Sunday, August 31, 2014

1968 Needs to Shut Up

 
 
I've never read a Gore Vidal book before.  He was one of those public intellectuals, like Norman Mailer (whom he got into fisticuffs [yup the right word] with I think), occupying a Dick-Cavett-Dayglo-1970s space in my head:  not interesting enough to read, but interesting enough to witness on a talk-show being resplendently intelligent, a big fish in a little groovy pond.  On TV he always seemed kind of smug and hyper-articulate, catty and a little too eager to prove something.  Plus he was gay, unapologetically so, which is heroic when you get right down to it, especially in an era of closet-case ghettoization. 
 
So I read Myra Breckinridge
 
Lord have mercy, what a stupid book. 
 
It's anchored in a late 60s free-for-all time-zone so archly what it is you feel like it's not a satire of American culture in that period, as much as a satire of a satire of American culture in that period, like Kurt Vonnegut trying to be Vladimir Nabokov trying to imitate Jimi Hendrix.  And it's pure nastiness the whole way through.  None of the characters seem worth reading about.

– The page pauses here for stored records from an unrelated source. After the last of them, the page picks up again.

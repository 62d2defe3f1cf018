/// Thing endpoints
///
/// # Endpoints
///
/// - `GET /api/things` - List things with review aggregates
/// - `POST /api/things` - Create a thing
/// - `GET /api/things/:thing_id` - Fetch one thing
/// - `GET /api/things/:thing_id/reviews` - Reviews for a thing
///
/// All of these require basic authentication.

use crate::{
    app::AppState,
    error::{ApiError, ApiResult},
    routes::require_field,
};
use axum::{
    extract::{Path, State},
    http::{header, StatusCode},
    Json,
};
use serde::Deserialize;
use thingful_shared::models::{
    review::{Review, ReviewPayload},
    thing::{CreateThing, Thing, ThingPayload},
};

/// Thing creation request body
#[derive(Debug, Deserialize)]
pub struct NewThingRequest {
    /// Title (required)
    pub title: Option<String>,

    /// Image URL (required)
    pub image: Option<String>,

    /// Optional description
    pub content: Option<String>,
}

/// List all things
pub async fn list_things(State(state): State<AppState>) -> ApiResult<Json<Vec<ThingPayload>>> {
    let things = Thing::list(&state.db).await?;

    Ok(Json(things.into_iter().map(ThingPayload::from).collect()))
}

/// Fetch a thing by ID
///
/// # Errors
///
/// - `404 Not Found`: `{"error": "Thing doesn't exist"}`
pub async fn get_thing(
    State(state): State<AppState>,
    Path(thing_id): Path<i64>,
) -> ApiResult<Json<ThingPayload>> {
    let thing = Thing::find_by_id(&state.db, thing_id)
        .await?
        .ok_or_else(|| ApiError::NotFound("Thing doesn't exist".to_string()))?;

    Ok(Json(ThingPayload::from(thing)))
}

/// List reviews for a thing
///
/// # Errors
///
/// - `404 Not Found`: `{"error": "Thing doesn't exist"}`
pub async fn list_thing_reviews(
    State(state): State<AppState>,
    Path(thing_id): Path<i64>,
) -> ApiResult<Json<Vec<ReviewPayload>>> {
    if !Thing::exists(&state.db, thing_id).await? {
        return Err(ApiError::NotFound("Thing doesn't exist".to_string()));
    }

    let reviews = Review::list_for_thing(&state.db, thing_id).await?;

    Ok(Json(reviews.into_iter().map(ReviewPayload::from).collect()))
}

/// Create a new thing
///
/// # Errors
///
/// - `400 Bad Request`: missing `title` or `image`
pub async fn create_thing(
    State(state): State<AppState>,
    Json(req): Json<NewThingRequest>,
) -> ApiResult<(StatusCode, [(header::HeaderName, String); 1], Json<ThingPayload>)> {
    // Required fields, checked in declaration order
    let title = require_field(req.title, "title")?;
    let image = require_field(req.image, "image")?;

    let created = Thing::create(
        &state.db,
        CreateThing {
            title,
            content: req.content,
            image,
        },
    )
    .await?;

    // Re-read through the aggregate query so the payload shape matches reads
    let thing = Thing::find_by_id(&state.db, created.id)
        .await?
        .ok_or_else(|| {
            ApiError::InternalError(format!("Created thing {} not found", created.id))
        })?;

    let location = format!("/api/things/{}", thing.id);

    Ok((
        StatusCode::CREATED,
        [(header::LOCATION, location)],
        Json(ThingPayload::from(thing)),
    ))
}
/// Review model and database operations
///
/// # Schema
///
/// ```sql
/// CREATE TABLE thingful_reviews (
///     id BIGSERIAL PRIMARY KEY,
///     text TEXT NOT NULL,
///     rating INTEGER NOT NULL,
///     thing_id BIGINT NOT NULL REFERENCES thingful_things(id) ON DELETE CASCADE,
///     user_id BIGINT NOT NULL REFERENCES thingful_users(id) ON DELETE CASCADE,
///     date_created TIMESTAMPTZ NOT NULL DEFAULT now()
/// );
/// ```
///
/// Referential integrity is enforced by the foreign keys, not by the
/// application. Reads join the author's row so responses can embed a `user`
/// object.

use chrono::{DateTime, Utc};
use serde::{Deserialize, Serialize};
use sqlx::PgPool;

use crate::sanitize::escape_html;

/// Review row as stored
#[derive(Debug, Clone, sqlx::FromRow)]
pub struct Review {
    /// Unique review ID (server-generated)
    pub id: i64,

    /// Review text
    pub text: String,

    /// Rating, 1 through 5
    pub rating: i32,

    /// Reviewed thing
    pub thing_id: i64,

    /// Review author
    pub user_id: i64,

    /// When the review was created
    pub date_created: DateTime<Utc>,
}

/// Review row joined with its author
#[derive(Debug, Clone, sqlx::FromRow)]
pub struct ReviewWithUser {
    /// Unique review ID
    pub id: i64,

    /// Review text
    pub text: String,

    /// Rating, 1 through 5
    pub rating: i32,

    /// Reviewed thing
    pub thing_id: i64,

    /// Review author
    pub user_id: i64,

    /// When the review was created
    pub date_created: DateTime<Utc>,

    /// Author's user name
    pub user_name: String,
}

/// Input for creating a new review
#[derive(Debug, Clone, Serialize, Deserialize)]
pub struct CreateReview {
    /// Review text
    pub text: String,

    /// Rating, 1 through 5
    pub rating: i32,

    /// Reviewed thing (must exist)
    pub thing_id: i64,

    /// Review author (must exist)
    pub user_id: i64,
}

/// Author object embedded in review payloads
#[derive(Debug, Clone, Serialize, Deserialize)]
pub struct ReviewAuthor {
    /// Author's user ID
    pub id: i64,

    /// Author's user name (HTML-escaped)
    pub user_name: String,
}

/// Public representation of a review
#[derive(Debug, Clone, Serialize, Deserialize)]
pub struct ReviewPayload {
    /// Review ID
    pub id: i64,

    /// Review text (HTML-escaped)
    pub text: String,

    /// Rating
    pub rating: i32,

    /// Reviewed thing
    pub thing_id: i64,

    /// When the review was created
    pub date_created: DateTime<Utc>,

    /// Review author
    pub user: ReviewAuthor,
}

impl From<ReviewWithUser> for ReviewPayload {
    fn from(review: ReviewWithUser) -> Self {
        Self {
            id: review.id,
            text: escape_html(&review.text),
            rating: review.rating,
            thing_id: review.thing_id,
            date_created: review.date_created,
            user: ReviewAuthor {
                id: review.user_id,
                user_name: escape_html(&review.user_name),
            },
        }
    }
}

impl Review {
    /// Creates a new review in the database
    ///
    /// # Errors
    ///
    /// Returns an error if `thing_id` or `user_id` references a missing row
    /// (foreign key violation) or the database connection fails.
    pub async fn create(pool: &PgPool, data: CreateReview) -> Result<Self, sqlx::Error> {
        let review = sqlx::query_as::<_, Review>(
            r#"
            INSERT INTO thingful_reviews (text, rating, thing_id, user_id)
            VALUES ($1, $2, $3, $4)
            RETURNING id, text, rating, thing_id, user_id, date_created
            "#,
        )
        .bind(data.text)
        .bind(data.rating)
        .bind(data.thing_id)
        .bind(data.user_id)
        .fetch_one(pool)
        .await?;

        Ok(review)
    }

    /// Finds a review by ID, joined with its author
    pub async fn find_by_id(pool: &PgPool, id: i64) -> Result<Option<ReviewWithUser>, sqlx::Error> {
        let review = sqlx::query_as::<_, ReviewWithUser>(
            r#"
            SELECT r.id, r.text, r.rating, r.thing_id, r.user_id, r.date_created,
                   u.user_name
            FROM thingful_reviews r
            JOIN thingful_users u ON u.id = r.user_id
            WHERE r.id = $1
            "#,
        )
        .bind(id)
        .fetch_optional(pool)
        .await?;

        Ok(review)
    }

    /// Lists all reviews for a thing, joined with their authors
    ///
    /// Ordered by creation time, newest first.
    pub async fn list_for_thing(
        pool: &PgPool,
        thing_id: i64,
    ) -> Result<Vec<ReviewWithUser>, sqlx::Error> {
        let reviews = sqlx::query_as::<_, ReviewWithUser>(
            r#"
            SELECT r.id, r.text, r.rating, r.thing_id, r.user_id, r.date_created,
                   u.user_name
            FROM thingful_reviews r
            JOIN thingful_users u ON u.id = r.user_id
            WHERE r.thing_id = $1
            ORDER BY r.date_created DESC
            "#,
        )
        .bind(thing_id)
        .fetch_all(pool)
        .await?;

        Ok(reviews)
    }
}

#[cfg(test)]
mod tests {
    use super::*;

    fn sample_review() -> ReviewWithUser {
        ReviewWithUser {
            id: 42,
            text: "Nice <script>alert('xss')</script> thing".to_string(),
            rating: 4,
            thing_id: 2,
            user_id: 9,
            date_created: Utc::now(),
            user_name: "reviewer".to_string(),
        }
    }

    #[test]
    fn test_payload_embeds_author() {
        let payload = ReviewPayload::from(sample_review());

        assert_eq!(payload.user.id, 9);
        assert_eq!(payload.user.user_name, "reviewer");
    }

    #[test]
    fn test_payload_escapes_text() {
        let payload = ReviewPayload::from(sample_review());

        assert!(!payload.text.contains('<'));
        assert!(payload.text.contains("&lt;script&gt;"));
        assert_eq!(payload.rating, 4);
    }

    #[test]
    fn test_payload_serializes_user_object() {
        let payload = ReviewPayload::from(sample_review());
        let value = serde_json::to_value(&payload).unwrap();

        assert_eq!(value["user"]["id"], 9);
        assert_eq!(value["thing_id"], 2);
        assert!(value.get("user_id").is_none());
    }
}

And yes I know how that sounds, but halfway through I wanted out, but trudged on and kept discovering more hyped-up omni-sexual antics and bitter little asides about how buttoned-up and conservative and stupid American culture is, which I guess is always going to be true but so what?  There's an empty mouthy hysteria to the prose that's meant to be hilarious but is just kind of dated to the point it's like witnessing a fucked-up Bewitched episode through a pornographic/psychedelic lens. 
 
The title character is a transgender lady who seems hell-bent on being triumphant but you're never really sure what the triumph is supposed to signify, outside of liberation from not being able to be triumphant.  Is she pissed about at one time being a man named Myron trapped in a lady's body, or is she a figment of her times, a super-articulate public-intellectualized symbol of "freedom"?  Or is she a campy/silly thrill-ride of a character, created for our tongue-in-cheek enjoyment? 
 
Probably all of the above. 
 
And that's kind of what makes the book feel so dead inside, that sense of Myra being nothing and everything, and the plot, structured around a narrative centerpiece involving Myra raping one of her male students with a dildo, reflects the nothing/everything style.  The voice is conveyed in diary format (except for interstices involving Myra's pissed-off father-in-law, the dean of the acting school where she is teaching a posture class), all soap-opera disdain, high-dungeon narcissism, shrill, full of 1940s movie-star allusions and other uninteresting bits and pieces that don't add up outside of accumulating into a sad little scrapbook a middle-aged starry-eyed stereotypical gay guy in 1968 might keep under his canopy bed.  
 
Maybe Myra was the birth of some stereotypes?  Or maybe just reflected them?   That's all that populates the novel, though, from Myra on down, until at the end of the book, punctuated with a hit and run scene that creates a denoument in which Myra becomes a eunuch, you realize it's all been a sort of dream without being dreamed. 
 
Last year, on a whim when we were in New Orleans, we watched a local theater version of Hair, the late 60s hippie musical.  We didn't make it through the first half though.  The whole thing seemed forced and frantic and bourgeoisie-trashy, and while you could blame it on "local theater" I guess, I'm thinking it was the core text that did everybody in.  That musty, me-me-me chorus, all those actors jumping around being pissed at the cops and singing about "Aquarius."  It was depressing because of all the simplification, the upper-middle-class wish fulfillment.
 
There's a musty metaphysical smell coming from Myra Breckinridge too.  Like Hair, it hasn't aged well at all.  And not because of political correctness or anything -- more because it seems to be written from a scornful and eerily unnecessary place.  It's all make-believe queerness, shoving its mean creepy little sense of humor/disdain in your face until you feel disconnected from the whole situation. 
 
By the end of this book you just want Myra/Gore-Vidal/1968 to shut up.